**About this exercise**:
Identify the line in which "of public API." appears, then reproduce that line and all remaining lines of the records word for word.
┌─ Data provided
//! Hand region estimation from palm keypoints.
//!
//! The palm detector's box only covers the palm itself. To obtain a region containing the whole
//! hand, a canonical box is placed relative to the wrist and middle finger keypoints, enlarged,
//! shifted towards the fingers and mapped back onto the source image.

use std::f32::consts::PI;

use palmbox_geom::{vector, Affine2, GeometryError, Point2, Quad, Rect};

use crate::{
    detection::{Candidate, Keypoint},
    preprocess::Letterbox,
};

/// The square reference frame hand regions are defined in.
///
/// The source triangle built from the keypoints is mapped onto `triangle`; the region is the
/// `size`x`size` box of this frame.
#[derive(Debug, Clone, Copy, PartialEq)]
pub struct CanonicalFrame {
    triangle: [[f32; 2]; 3],
    size: f32,
}

impl CanonicalFrame {
    /// The 256x256 frame of the palm detection pipeline.
    pub const PALM_256: Self = Self {
        triangle: [[128.0, 128.0], [128.0, 0.0], [0.0, 128.0]],
        size: 256.0,
    };

    /// Creates a frame from the destination of the (anchor, axis, side) triangle and its box size.
    pub fn new(triangle: [[f32; 2]; 3], size: f32) -> Self {
        Self { triangle, size }
    }

    pub fn triangle(&self) -> [Point2<f32>; 3] {
        self.triangle.map(|[x, y]| Point2::new(x, y))
    }

    pub fn size(&self) -> f32 {
        self.size
    }

    /// Returns the frame's box, with its top left corner at the origin.
    pub fn bounds(&self) -> Rect {
        Rect::from_top_left(0.0, 0.0, self.size, self.size)
    }
}

impl Default for CanonicalFrame {
    fn default() -> Self {
        Self::PALM_256
    }
}

/// An axis-aligned box around a detected hand, in source image pixels.
#[derive(Debug, Clone, Copy, PartialEq)]
pub struct BoundingBox {
    pub x: f32,
    pub y: f32,
    pub width: f32,
    pub height: f32,
    /// Detection confidence between 0.0 and 1.0.
    pub confidence: f32,
}

impl BoundingBox {
    pub fn from_rect(rect: Rect, confidence: f32) -> Self {
        Self {
            x: rect.x(),
            y: rect.y(),
            width: rect.width(),
            height: rect.height(),
            confidence,
        }
    }

    pub fn rect(&self) -> Rect {
        Rect::from_top_left(self.x, self.y, self.width, self.height)
    }
}

/// How the oriented hand quad was reduced to a [`BoundingBox`].
#[derive(Debug, Clone, Copy, PartialEq, Eq)]
pub enum Reduction {
    /// The quad is close to axis-aligned; the box spans from the first corner to the width of the
    /// top edge and the height of the right edge.
    CornerReadout,
    /// The quad is rotated; the box is its axis-aligned bounding rectangle.
    BoundingRect,
}

/// A detected hand region.
#[derive(Debug, Clone)]
pub struct HandRegion {
    quad: Quad,
    angle: f32,
    bounding_box: BoundingBox,
    reduction: Reduction,
}

impl HandRegion {
    /// Returns the oriented region, in source image pixels.
    ///
    /// The corners are the images of the canonical frame's box corners, clockwise for an upright
    /// hand, starting at the corner left of the fingers.
    pub fn quad(&self) -> &Quad {
        &self.quad
    }

    /// Returns the clockwise rotation of the region, in radians.
    ///
    /// 0.0 means the fingers point up.
    pub fn angle(&self) -> f32 {
        self.angle
    }

    pub fn bounding_box(&self) -> &BoundingBox {
        &self.bounding_box
    }

    pub fn confidence(&self) -> f32 {
        self.bounding_box.confidence
    }

    pub fn reduction(&self) -> Reduction {
        self.reduction
    }

    /// Clips the bounding box to `bounds`.
    ///
    /// Returns [`None`] if nothing of the box remains. The quad is left untouched.
    pub fn clipped(mut self, bounds: &Rect) -> Option<Self> {
        let rect = self.bounding_box.rect().clip_to(bounds)?;
        self.bounding_box = BoundingBox::from_rect(rect, self.bounding_box.confidence);
        Some(self)
    }
}

/// Computes [`HandRegion`]s from palm [`Candidate`]s.
#[derive(Debug, Clone)]
pub struct RegionEstimator {
    box_enlarge: f32,
    box_shift: f32,
    frame: CanonicalFrame,
    axis_tolerance: f32,
}

impl RegionEstimator {
    pub const DEFAULT_BOX_ENLARGE: f32 = 1.5;
    pub const DEFAULT_BOX_SHIFT: f32 = 0.2;
    /// 15 degrees.
    pub const DEFAULT_AXIS_TOLERANCE: f32 = PI / 12.0;

    pub fn new() -> Self {
        Self {
            box_enlarge: Self::DEFAULT_BOX_ENLARGE,
            box_shift: Self::DEFAULT_BOX_SHIFT,
            frame: CanonicalFrame::PALM_256,
            axis_tolerance: Self::DEFAULT_AXIS_TOLERANCE,
        }
    }

    /// Sets the factor the longer side of the palm box is scaled by.
    pub fn with_box_enlarge(mut self, box_enlarge: f32) -> Self {
        self.box_enlarge = box_enlarge;
        self
    }

    /// Sets how far the region is moved from the wrist towards the middle finger, as a fraction
    /// of the distance between the two.
    pub fn with_box_shift(mut self, box_shift: f32) -> Self {
        self.box_shift = box_shift;
        self
    }

    pub fn with_frame(mut self, frame: CanonicalFrame) -> Self {
        self.frame = frame;
        self
    }

    /// Sets the largest rotation (in radians) for which [`Reduction::CornerReadout`] is used.
    pub fn with_axis_tolerance(mut self, axis_tolerance: f32) -> Self {
        self.axis_tolerance = axis_tolerance;
        self
    }

    /// Estimates the hand region of `candidate`, in the source coordinates of `letterbox`.
    pub fn estimate(
        &self,
        candidate: &Candidate,
        letterbox: &Letterbox,
    ) -> Result<HandRegion, GeometryError> {
        let wrist = candidate.keypoint(Keypoint::Wrist);
        let middle = candidate.keypoint(Keypoint::MiddleFingerMcp);

        let dir = vector::normalize(middle - wrist)?;
        let dir_r = vector::rotate_90(dir);

        let rect = candidate.rect();
        let side = rect.width().max(rect.height()) * self.box_enlarge;
        let shift = -(wrist - middle) * self.box_shift;
        let source = [middle, middle + dir * side, middle + dir_r * side].map(|p| p + shift);

        let to_frame = Affine2::from_triangles(source, self.frame.triangle())?;
        let to_source = to_frame.inverse()?.then(&letterbox.to_source());

        let quad = Quad::from_rect(&self.frame.bounds(), &to_source);
        if !quad.is_finite() {
            return Err(GeometryError::NonFinite);
        }

        let angle = quad.angle();
        let (rect, reduction) = self.reduce(&quad, angle);
        log::trace!(
            "hand region: angle={angle} {:?} ({reduction:?})",
            quad.corners()
        );

        Ok(HandRegion {
            quad,
            angle,
            bounding_box: BoundingBox::from_rect(rect, candidate.probability()),
            reduction,
        })
    }

    fn reduce(&self, quad: &Quad, angle: f32) -> (Rect, Reduction) {
        let [c0, c1, c2, _] = *quad.corners();
        let width = c1.x - c0.x;
        let height = c2.y - c1.y;

        if angle.abs() <= self.axis_tolerance && width > 0.0 && height > 0.0 {
            (
                Rect::from_top_left(c0.x, c0.y, width, height),
                Reduction::CornerReadout,
            )
        } else {
            log::warn!(
                "hand region rotated by {:.1} degrees, using its bounding rectangle",
                angle.to_degrees()
            );
            (quad.bounding_rect(), Reduction::BoundingRect)
        }
    }
}

impl Default for RegionEstimator {
    fn default() -> Self {
        Self::new()
    }
}

#[cfg(test)]
mod tests {
    use std::f32::consts::FRAC_PI_2;

    use approx::assert_abs_diff_eq;

    use crate::detection::Keypoints;

    use super::*;

    fn candidate(wrist: [f32; 2], middle: [f32; 2], size: f32) -> Candidate {
        let mut points = [Point2::new(90.0, 100.0); 7];
        points[Keypoint::Wrist as usize] = Point2::new(wrist[0], wrist[1]);
        points[Keypoint::MiddleFingerMcp as usize] = Point2::new(middle[0], middle[1]);
        Candidate::new(
            Rect::from_center(96.0, 96.0, size, size),
            Keypoints::new(points),
            0.9,
            0,
        )
    }

    fn assert_rect(bb: &BoundingBox, [x, y, w, h]: [f32; 4], epsilon: f32) {
        assert_abs_diff_eq!(bb.x, x, epsilon = epsilon);
        assert_abs_diff_eq!(bb.y, y, epsilon = epsilon);
        assert_abs_diff_eq!(bb.width, w, epsilon = epsilon);
        assert_abs_diff_eq!(bb.height, h, epsilon = epsilon);
    }

    #[test]
    fn upright_hand() {
        let letterbox = Letterbox::for_image(192, 192, 192).unwrap();
        let region = RegionEstimator::new()
            .estimate(&candidate([96.0, 136.0], [96.0, 96.0], 50.0), &letterbox)
            .unwrap();

        assert_eq!(region.reduction(), Reduction::CornerReadout);
        assert_abs_diff_eq!(region.angle(), 0.0, epsilon = 1e-5);
        assert_rect(region.bounding_box(), [21.0, 13.0, 150.0, 150.0], 1e-3);
        assert_eq!(region.confidence(), 0.9);

        let expected = [[21.0, 13.0], [171.0, 13.0], [171.0, 163.0], [21.0, 163.0]];
        for (corner, [x, y]) in region.quad().corners().iter().zip(expected) {
            assert_abs_diff_eq!(corner.x, x, epsilon = 1e-3);
            assert_abs_diff_eq!(corner.y, y, epsilon = 1e-3);
        }
    }

    #[test]
    fn scales_to_source() {
        let letterbox = Letterbox::for_image(4000, 2000, 192).unwrap();
        let s = letterbox.scale();
        let region = RegionEstimator::new()
            .estimate(&candidate([96.0, 136.0], [96.0, 96.0], 50.0), &letterbox)
            .unwrap();

        assert_rect(
            region.bounding_box(),
            [21.0 * s, 13.0 * s, 150.0 * s, 150.0 * s],
            0.05,
        );

        let clipped = region.clipped(&letterbox.source_bounds()).unwrap();
        assert_rect(
            clipped.bounding_box(),
            [21.0 * s, 13.0 * s, 150.0 * s, 2000.0 - 13.0 * s],
            0.05,
        );
        // the quad is not clipped
        assert_abs_diff_eq!(clipped.quad().corners()[2].y, 163.0 * s, epsilon = 0.05);
    }

    #[test]
    fn rotated_hand_uses_bounding_rect() {
        let letterbox = Letterbox::for_image(192, 192, 192).unwrap();
        // fingers pointing right
        let region = RegionEstimator::new()
            .estimate(&candidate([56.0, 96.0], [96.0, 96.0], 50.0), &letterbox)
            .unwrap();

        assert_abs_diff_eq!(region.angle(), FRAC_PI_2, epsilon = 1e-5);
        assert_eq!(region.reduction(), Reduction::BoundingRect);
        assert_rect(region.bounding_box(), [29.0, 21.0, 150.0, 150.0], 1e-3);

        let expected = [[179.0, 21.0], [179.0, 171.0], [29.0, 171.0], [29.0, 21.0]];
        for (corner, [x, y]) in region.quad().corners().iter().zip(expected) {
            assert_abs_diff_eq!(corner.x, x, epsilon = 1e-3);
            assert_abs_diff_eq!(corner.y, y, epsilon = 1e-3);
        }

        // the readout of this quad has zero width, so any tolerance falls back
        let region = RegionEstimator::new()
            .with_axis_tolerance(PI)
            .estimate(&candidate([56.0, 96.0], [96.0, 96.0], 50.0), &letterbox)
            .unwrap();
        assert_eq!(region.reduction(), Reduction::BoundingRect);
    }

    #[test]
    fn slight_rotation_uses_readout() {
        let letterbox = Letterbox::for_image(192, 192, 192).unwrap();
        // tilted by atan(4/40) ~= 5.7 degrees
        let region = RegionEstimator::new()
            .estimate(&candidate([92.0, 136.0], [96.0, 96.0], 50.0), &letterbox)
            .unwrap();

        assert_eq!(region.reduction(), Reduction::CornerReadout);
        assert!(region.angle() > 0.0 && region.angle() < 0.2);
    }

    #[test]
    fn coincident_keypoints() {
        let letterbox = Letterbox::for_image(192, 192, 192).unwrap();
        let err = RegionEstimator::new()
            .estimate(&candidate([96.0, 96.0], [96.0, 96.0], 50.0), &letterbox)
            .unwrap_err();
        assert_eq!(err, GeometryError::ZeroLength);
    }

    #[test]
    fn zero_size_palm_is_singular() {
        let letterbox = Letterbox::for_image(192, 192, 192).unwrap();
        let err = RegionEstimator::new()
            .estimate(&candidate([96.0, 136.0], [96.0, 96.0], 0.0), &letterbox)
            .unwrap_err();
        assert_eq!(err, GeometryError::Singular);
    }

    #[test]
    fn clipping_outside_drops_region() {
        let letterbox = Letterbox::for_image(192, 192, 192).unwrap();
        let region = RegionEstimator::new()
            .estimate(&candidate([96.0, 136.0], [96.0, 96.0], 50.0), &letterbox)
            .unwrap();
        let far_away = Rect::from_top_left(1000.0, 1000.0, 10.0, 10.0);
        assert!(region.clipped(&far_away).is_none());
    }
}
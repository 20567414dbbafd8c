//! Anchors/priors of Single Shot MultiBox Detectors (SSDs).
//!
//! SSD networks regress each box relative to a fixed reference point, its *anchor*. The anchors
//! can either be loaded from a text file with one `x,y` pair per line, or computed from a
//! description of the network's output layers.

use std::{
    fs::File,
    io::{BufRead, BufReader},
    ops::Index,
    path::Path,
};

use crate::ConfigError;

/// An anchor of an SSD network.
#[derive(Debug, Clone, Copy, PartialEq)]
pub struct Anchor {
    // values range from 0 to 1
    x_center: f32,
    y_center: f32,
}

impl Anchor {
    pub fn new(x_center: f32, y_center: f32) -> Self {
        Self { x_center, y_center }
    }

    pub fn x_center(&self) -> f32 {
        self.x_center
    }

    pub fn y_center(&self) -> f32 {
        self.y_center
    }
}

/// Describes an output layer of an SSD network.
#[derive(Debug, Clone, Copy)]
pub struct LayerInfo {
    /// Number of anchors per feature map cell/pixel. Must be non-zero.
    boxes_per_cell: u32,
    width: u32,
    height: u32,
}

impl LayerInfo {
    /// Creates a new SSD layer description.
    ///
    /// # Parameters
    ///
    /// - `boxes_per_cell`: the number of boxes associated with each cell in this feature map.
    /// - `width`/`height`: size of this layer's feature map, in output cells.
    pub fn new(boxes_per_cell: u32, width: u32, height: u32) -> Self {
        assert_ne!(boxes_per_cell, 0);
        Self {
            boxes_per_cell,
            width,
            height,
        }
    }
}

/// The immutable list of anchors a network's predictions refer to.
///
/// There is exactly one anchor per prediction slot, in the order the network emits them.
#[derive(Debug, Clone)]
pub struct AnchorTable {
    anchors: Vec<Anchor>,
}

impl AnchorTable {
    /// Layers of the 192x192 palm detection network.
    pub const PALM_192_LAYERS: &'static [LayerInfo] = &[
        LayerInfo {
            boxes_per_cell: 2,
            width: 24,
            height: 24,
        },
        LayerInfo {
            boxes_per_cell: 6,
            width: 12,
            height: 12,
        },
    ];

    pub fn new(anchors: Vec<Anchor>) -> Self {
        Self { anchors }
    }

    /// Computes the anchors of an SSD network with the given output layers.
    ///
    /// Every anchor sits at the center of its feature map cell. Cells with several boxes get
    /// several identical anchors; the network tells them apart by regressing them differently.
    pub fn generate(layers: &[LayerInfo]) -> Self {
        let mut anchors = Vec::new();

        for layer in layers {
            for y in 0..layer.height {
                for x in 0..layer.width {
                    let x_center = (x as f32 + 0.5) / layer.width as f32;
                    let y_center = (y as f32 + 0.5) / layer.height as f32;
                    for _ in 0..layer.boxes_per_cell {
                        anchors.push(Anchor { x_center, y_center });
                    }
                }
            }
        }

        Self { anchors }
    }

    /// Returns the 2016 anchors of the 192x192 palm detection network.
    pub fn palm_192() -> Self {
        Self::generate(Self::PALM_192_LAYERS)
    }

    /// Parses an anchor list with one `x,y` pair per line.
    ///
    /// Empty lines are skipped. Any other line must consist of exactly two comma-separated
    /// floating point numbers.
    pub fn parse(text: &str) -> Result<Self, ConfigError> {
        Self::parse_lines(text.lines().map(Ok::<_, std::io::Error>), Path::new("<string>"))
    }

    /// Reads an anchor list from `reader`.
    ///
    /// See [`AnchorTable::parse`] for the format.
    pub fn from_reader<R: BufRead>(reader: R) -> Result<Self, ConfigError> {
        Self::parse_lines(reader.lines(), Path::new("<reader>"))
    }

    fn parse_lines<S: AsRef<str>>(
        lines: impl Iterator<Item = std::io::Result<S>>,
        source_path: &Path,
    ) -> Result<Self, ConfigError> {
        let mut anchors = Vec::new();
        for (i, line) in lines.enumerate() {
            let line = line.map_err(|source| ConfigError::Io {
                path: source_path.to_path_buf(),
                source,
            })?;
            let line = line.as_ref().trim();
            if line.is_empty() {
                continue;
            }

            let malformed = || ConfigError::MalformedAnchor {
                line: i + 1,
                content: line.to_string(),
            };

            let mut fields = line.split(',').map(|field| field.trim().parse::<f32>());
            match (fields.next(), fields.next(), fields.next()) {
                (Some(Ok(x)), Some(Ok(y)), None) => anchors.push(Anchor::new(x, y)),
                _ => return Err(malformed()),
            }
        }

        log::debug!("parsed {} anchors", anchors.len());
        Ok(Self { anchors })
    }

    /// Loads an anchor file from the filesystem.
    ///
    /// See [`AnchorTable::parse`] for the file format.
    pub fn load<P: AsRef<Path>>(path: P) -> Result<Self, ConfigError> {
        Self::load_impl(path.as_ref())
    }

    fn load_impl(path: &Path) -> Result<Self, ConfigError> {
        let io_error = |source| ConfigError::Io {
            path: path.to_path_buf(),
            source,
        };
        let file = File::open(path).map_err(io_error)?;
        Self::parse_lines(BufReader::new(file).lines(), path)
    }

    /// Returns the total number of anchors.
    pub fn len(&self) -> usize {
        self.anchors.len()
    }

    pub fn is_empty(&self) -> bool {
        self.anchors.is_empty()
    }

    pub fn iter(&self) -> std::slice::Iter<'_, Anchor> {
        self.anchors.iter()
    }

    /// Checks that there is one anchor for each of `predictions` network outputs.
    pub fn check_count(&self, predictions: usize) -> Result<(), ConfigError> {
        if self.anchors.len() != predictions {
            return Err(ConfigError::AnchorCountMismatch {
                anchors: self.anchors.len(),
                predictions,
            });
        }
        Ok(())
    }
}

impl Index<usize> for AnchorTable {
    type Output = Anchor;

    fn index(&self, index: usize) -> &Anchor {
        &self.anchors[index]
    }
}

impl<'a> IntoIterator for &'a AnchorTable {
    type Item = &'a Anchor;
    type IntoIter = std::slice::Iter<'a, Anchor>;

    fn into_iter(self) -> Self::IntoIter {
        self.iter()
    }
}

#[cfg(test)]
mod tests {
    use super::*;

    #[test]
    fn palm_anchor_layout() {
        let anchors = AnchorTable::palm_192();
        assert_eq!(anchors.len(), 2016);

        // 2 boxes per cell on the 24x24 layer
        assert_eq!(anchors[0], Anchor::new(0.5 / 24.0, 0.5 / 24.0));
        assert_eq!(anchors[1], anchors[0]);
        assert_eq!(anchors[2], Anchor::new(1.5 / 24.0, 0.5 / 24.0));

        // 6 boxes per cell on the 12x12 layer
        let first_coarse = 24 * 24 * 2;
        assert_eq!(anchors[first_coarse], Anchor::new(0.5 / 12.0, 0.5 / 12.0));
        assert_eq!(anchors[first_coarse + 5], anchors[first_coarse]);
        assert_eq!(anchors[first_coarse + 6], Anchor::new(1.5 / 12.0, 0.5 / 12.0));
        assert_eq!(anchors[2015], Anchor::new(11.5 / 12.0, 11.5 / 12.0));
    }

    #[test]
    fn parse_anchor_file() {
        let anchors = AnchorTable::parse("0.5,0.5\n 0.25 , 0.75\n\n1,0\n").unwrap();
        assert_eq!(anchors.len(), 3);
        assert_eq!(anchors[1], Anchor::new(0.25, 0.75));
        assert_eq!(anchors[2], Anchor::new(1.0, 0.0));

        assert!(AnchorTable::parse("").unwrap().is_empty());

        let from_reader = AnchorTable::from_reader("0.5,0.5\n0.25,0.75\n".as_bytes()).unwrap();
        assert_eq!(from_reader.len(), 2);
        assert_eq!(from_reader[1], Anchor::new(0.25, 0.75));
    }

    #[test]
    fn parse_rejects_malformed_lines() {
        for (text, bad_line) in [
            ("0.5,0.5\n0.5\n", 2),
            ("0.5,0.5,0.5\n", 1),
            ("0.1,0.2\n\nabc,0.3\n", 3),
            ("0.1;0.2\n", 1),
            ("0.1,\n", 1),
        ] {
            match AnchorTable::parse(text) {
                Err(ConfigError::MalformedAnchor { line, .. }) => assert_eq!(line, bad_line, "{text:?}"),
                other => panic!("expected malformed anchor error for {text:?}, got {other:?}"),
            }
        }
    }

    #[test]
    fn load_missing_file() {
        let err = AnchorTable::load("/nonexistent/anchors.csv").unwrap_err();
        assert!(matches!(err, ConfigError::Io { .. }), "{err}");
    }

    #[test]
    fn count_check() {
        let anchors = AnchorTable::parse("0.5,0.5\n0.1,0.1\n").unwrap();
        anchors.check_count(2).unwrap();
        assert!(matches!(
            anchors.check_count(2016),
            Err(ConfigError::AnchorCountMismatch {
                anchors: 2,
                predictions: 2016
            })
        ));
    }
}
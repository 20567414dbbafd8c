//! Palm detection for still photographs.
//!
//! The detector runs a single-shot palm detection network on an image and turns its raw output
//! into hand regions:
//!
//! 1. [`preprocess`] letterboxes the image into the square network input.
//! 2. The [`nn::InferenceEngine`] produces per-anchor box regressions, 7 keypoints and a
//!    confidence logit.
//! 3. [`detection::decode`] turns those into [`detection::Candidate`]s relative to the
//!    [`anchors::AnchorTable`].
//! 4. [`detection::nms`] removes overlapping duplicates.
//! 5. [`region`] uses the wrist and middle finger keypoints to map a canonical box back onto the
//!    source image, producing an oriented [`region::HandRegion`] and a [`BoundingBox`].
//!
//! [`detector::PalmDetector`] wires these steps together.
//!
//! # Coordinates
//!
//! All coordinates are in pixels, X pointing right and Y pointing *down*. Positive angles are
//! clockwise. Detections are reported in the coordinate system of the image passed to the
//! detector.
//!
//! # Logging
//!
//! Everything logs through the [`log`] facade. Binaries can call [`init_logger!`] to set up
//! `env_logger`; `RUST_LOG` overrides the defaults.

pub mod anchors;
pub mod config;
pub mod detection;
pub mod detector;
mod error;
pub mod mask;
pub mod nn;
pub mod num;
pub mod preprocess;
pub mod region;
mod timer;

use log::LevelFilter;

pub use config::DetectorConfig;
pub use detector::PalmDetector;
pub use error::{ConfigError, Error, InferenceError};
pub use palmbox_geom::GeometryError;
pub use region::{BoundingBox, HandRegion};

/// macro-use only, not part of public API.
#[doc(hidden)]
pub fn init_logger(calling_crate: &'static str) {
    let log_level = if cfg!(debug_assertions) {
        LevelFilter::Trace
    } else {
        LevelFilter::Debug
    };
    env_logger::Builder::new()
        .filter(Some(calling_crate), log_level)
        .filter(Some(env!("CARGO_CRATE_NAME")), log_level)
        .filter(Some("tract_core"), LevelFilter::Warn)
        .filter(Some("tract_onnx"), LevelFilter::Warn)
        .parse_default_env()
        .try_init()
        .ok();
}

/// Initializes logging to *stderr*.
///
/// If `cfg!(debug_assertions)` is enabled, the calling crate and palmbox will log at *trace*
/// level. Otherwise, they will log at *debug* level.
///
/// `tract` will always log at *warn* level.
///
/// If a global logger is already registered, this macro will do nothing.
#[macro_export]
macro_rules! init_logger {
    () => {
        $crate::init_logger(env!("CARGO_CRATE_NAME"))
    };
}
└─
**Output for this task**:
/// macro-use only, not part of public API.
#[doc(hidden)]
pub fn init_logger(calling_crate: &'static str) {
    let log_level = if cfg!(debug_assertions) {
        LevelFilter::Trace
    } else {
        LevelFilter::Debug
    };
    env_logger::Builder::new()
        .filter(Some(calling_crate), log_level)
        .filter(Some(env!("CARGO_CRATE_NAME")), log_level)
        .filter(Some("tract_core"), LevelFilter::Warn)
        .filter(Some("tract_onnx"), LevelFilter::Warn)
        .parse_default_env()
        .try_init()
        .ok();
}

/// Initializes logging to *stderr*.
///
/// If `cfg!(debug_assertions)` is enabled, the calling crate and palmbox will log at *trace*
/// level. Otherwise, they will log at *debug* level.
///
/// `tract` will always log at *warn* level.
///
/// If a global logger is already registered, this macro will do nothing.
#[macro_export]
macro_rules! init_logger {
    () => {
        $crate::init_logger(env!("CARGO_CRATE_NAME"))
    };
}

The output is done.